▸ **How to complete this task**
Would you output, exactly as written, the line with "pub fn normalize(self)" and all lines after it to the end of the data below, and no others?

▸ **Data for analysis**
**********

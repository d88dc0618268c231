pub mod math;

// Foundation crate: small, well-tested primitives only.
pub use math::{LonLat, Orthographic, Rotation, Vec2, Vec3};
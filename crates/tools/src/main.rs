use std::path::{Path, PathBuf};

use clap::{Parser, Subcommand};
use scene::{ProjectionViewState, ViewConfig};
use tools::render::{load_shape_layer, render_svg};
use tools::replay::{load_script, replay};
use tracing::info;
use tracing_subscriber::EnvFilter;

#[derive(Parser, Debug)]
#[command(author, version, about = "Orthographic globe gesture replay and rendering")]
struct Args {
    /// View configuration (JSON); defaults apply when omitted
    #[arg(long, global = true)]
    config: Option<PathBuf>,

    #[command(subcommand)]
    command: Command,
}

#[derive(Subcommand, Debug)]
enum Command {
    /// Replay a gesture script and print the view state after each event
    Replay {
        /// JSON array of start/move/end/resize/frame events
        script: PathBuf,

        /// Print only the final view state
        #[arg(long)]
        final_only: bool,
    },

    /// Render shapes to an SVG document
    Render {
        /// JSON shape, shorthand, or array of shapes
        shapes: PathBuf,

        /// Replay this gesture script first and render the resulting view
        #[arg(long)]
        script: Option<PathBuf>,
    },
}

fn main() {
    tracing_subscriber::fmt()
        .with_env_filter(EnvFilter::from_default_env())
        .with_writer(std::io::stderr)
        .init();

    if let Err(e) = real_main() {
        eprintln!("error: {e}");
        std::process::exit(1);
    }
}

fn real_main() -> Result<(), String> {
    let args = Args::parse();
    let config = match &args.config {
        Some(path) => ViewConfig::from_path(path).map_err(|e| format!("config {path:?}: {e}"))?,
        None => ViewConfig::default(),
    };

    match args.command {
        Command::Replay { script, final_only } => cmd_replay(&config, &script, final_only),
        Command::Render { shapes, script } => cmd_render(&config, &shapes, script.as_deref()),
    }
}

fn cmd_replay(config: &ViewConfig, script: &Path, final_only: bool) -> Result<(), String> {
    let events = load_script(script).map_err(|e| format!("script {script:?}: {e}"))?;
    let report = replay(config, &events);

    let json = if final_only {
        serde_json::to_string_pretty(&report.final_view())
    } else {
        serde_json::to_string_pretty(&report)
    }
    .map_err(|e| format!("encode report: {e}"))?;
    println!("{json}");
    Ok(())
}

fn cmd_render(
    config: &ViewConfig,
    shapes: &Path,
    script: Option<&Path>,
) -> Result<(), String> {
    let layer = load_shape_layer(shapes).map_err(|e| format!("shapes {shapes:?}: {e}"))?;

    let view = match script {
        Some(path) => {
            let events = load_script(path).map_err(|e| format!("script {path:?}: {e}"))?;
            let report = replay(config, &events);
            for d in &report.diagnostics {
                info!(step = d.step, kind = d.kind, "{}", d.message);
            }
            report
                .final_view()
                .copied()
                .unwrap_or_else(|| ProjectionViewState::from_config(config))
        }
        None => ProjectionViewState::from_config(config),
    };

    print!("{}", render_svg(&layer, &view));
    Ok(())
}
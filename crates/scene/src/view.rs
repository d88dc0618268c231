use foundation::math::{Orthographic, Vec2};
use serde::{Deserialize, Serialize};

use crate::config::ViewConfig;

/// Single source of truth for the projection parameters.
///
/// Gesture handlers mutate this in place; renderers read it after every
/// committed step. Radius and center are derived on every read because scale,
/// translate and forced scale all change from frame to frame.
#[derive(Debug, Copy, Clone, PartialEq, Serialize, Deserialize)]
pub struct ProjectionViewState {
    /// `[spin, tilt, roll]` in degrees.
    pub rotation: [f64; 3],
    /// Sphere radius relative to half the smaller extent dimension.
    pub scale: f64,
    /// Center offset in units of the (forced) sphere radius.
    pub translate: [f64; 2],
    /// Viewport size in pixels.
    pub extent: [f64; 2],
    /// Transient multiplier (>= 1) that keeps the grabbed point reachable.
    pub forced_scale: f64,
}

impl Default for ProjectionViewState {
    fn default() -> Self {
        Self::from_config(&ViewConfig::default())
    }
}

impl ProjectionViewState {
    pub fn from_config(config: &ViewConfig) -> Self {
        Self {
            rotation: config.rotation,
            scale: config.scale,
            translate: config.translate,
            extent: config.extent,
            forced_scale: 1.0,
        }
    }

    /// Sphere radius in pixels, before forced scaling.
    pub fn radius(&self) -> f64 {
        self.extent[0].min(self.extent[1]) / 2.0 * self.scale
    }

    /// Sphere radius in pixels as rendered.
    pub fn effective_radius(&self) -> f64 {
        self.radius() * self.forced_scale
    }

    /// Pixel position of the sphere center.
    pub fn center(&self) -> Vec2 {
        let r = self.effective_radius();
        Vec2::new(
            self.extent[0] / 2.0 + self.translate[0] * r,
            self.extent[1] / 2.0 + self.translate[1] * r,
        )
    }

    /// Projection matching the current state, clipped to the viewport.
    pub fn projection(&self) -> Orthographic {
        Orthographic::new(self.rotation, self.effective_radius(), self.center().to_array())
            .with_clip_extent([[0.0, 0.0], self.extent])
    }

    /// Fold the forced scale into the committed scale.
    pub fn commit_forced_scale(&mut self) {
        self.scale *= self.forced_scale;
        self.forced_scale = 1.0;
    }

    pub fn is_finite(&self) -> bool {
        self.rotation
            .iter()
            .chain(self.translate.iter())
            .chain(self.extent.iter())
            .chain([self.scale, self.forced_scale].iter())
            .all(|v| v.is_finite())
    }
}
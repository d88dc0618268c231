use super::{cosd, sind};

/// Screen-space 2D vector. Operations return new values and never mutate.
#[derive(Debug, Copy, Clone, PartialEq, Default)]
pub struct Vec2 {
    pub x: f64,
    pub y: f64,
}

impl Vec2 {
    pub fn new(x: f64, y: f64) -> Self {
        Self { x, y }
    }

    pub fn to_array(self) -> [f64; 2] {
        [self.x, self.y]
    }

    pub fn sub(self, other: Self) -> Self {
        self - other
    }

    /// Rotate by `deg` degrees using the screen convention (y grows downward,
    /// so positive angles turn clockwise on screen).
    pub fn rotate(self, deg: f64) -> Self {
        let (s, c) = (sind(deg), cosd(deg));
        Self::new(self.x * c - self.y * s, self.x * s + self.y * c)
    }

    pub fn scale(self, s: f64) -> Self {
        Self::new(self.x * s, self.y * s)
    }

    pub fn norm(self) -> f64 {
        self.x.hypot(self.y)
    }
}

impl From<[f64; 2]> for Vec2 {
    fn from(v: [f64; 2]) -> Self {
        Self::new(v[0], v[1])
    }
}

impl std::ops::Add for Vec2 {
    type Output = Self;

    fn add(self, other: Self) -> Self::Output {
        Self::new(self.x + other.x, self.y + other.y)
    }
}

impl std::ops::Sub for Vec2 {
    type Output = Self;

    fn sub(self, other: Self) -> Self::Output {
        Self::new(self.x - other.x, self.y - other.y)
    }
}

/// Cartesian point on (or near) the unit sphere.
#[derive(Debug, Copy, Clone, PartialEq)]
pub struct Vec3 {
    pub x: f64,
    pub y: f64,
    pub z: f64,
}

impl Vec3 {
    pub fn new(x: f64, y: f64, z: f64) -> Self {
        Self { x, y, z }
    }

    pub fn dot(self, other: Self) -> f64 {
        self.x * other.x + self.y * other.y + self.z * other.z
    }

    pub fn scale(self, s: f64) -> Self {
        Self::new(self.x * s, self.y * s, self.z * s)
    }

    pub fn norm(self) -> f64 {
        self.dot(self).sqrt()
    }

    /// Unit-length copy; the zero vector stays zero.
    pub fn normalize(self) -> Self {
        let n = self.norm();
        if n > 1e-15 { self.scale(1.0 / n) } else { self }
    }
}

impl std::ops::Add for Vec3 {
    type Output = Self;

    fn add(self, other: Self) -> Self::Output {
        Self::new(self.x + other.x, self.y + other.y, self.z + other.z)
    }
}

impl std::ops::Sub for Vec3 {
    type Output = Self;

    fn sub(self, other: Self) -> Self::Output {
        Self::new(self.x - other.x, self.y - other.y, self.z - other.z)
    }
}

**********

▸ **Result of the task**
    pub fn normalize(self) -> Self {
        let n = self.norm();
        if n > 1e-15 { self.scale(1.0 / n) } else { self }
    }
}

impl std::ops::Add for Vec3 {
    type Output = Self;

    fn add(self, other: Self) -> Self::Output {
        Self::new(self.x + other.x, self.y + other.y, self.z + other.z)
    }
}

impl std::ops::Sub for Vec3 {
    type Output = Self;

    fn sub(self, other: Self) -> Self::Output {
        Self::new(self.x - other.x, self.y - other.y, self.z - other.z)
    }
}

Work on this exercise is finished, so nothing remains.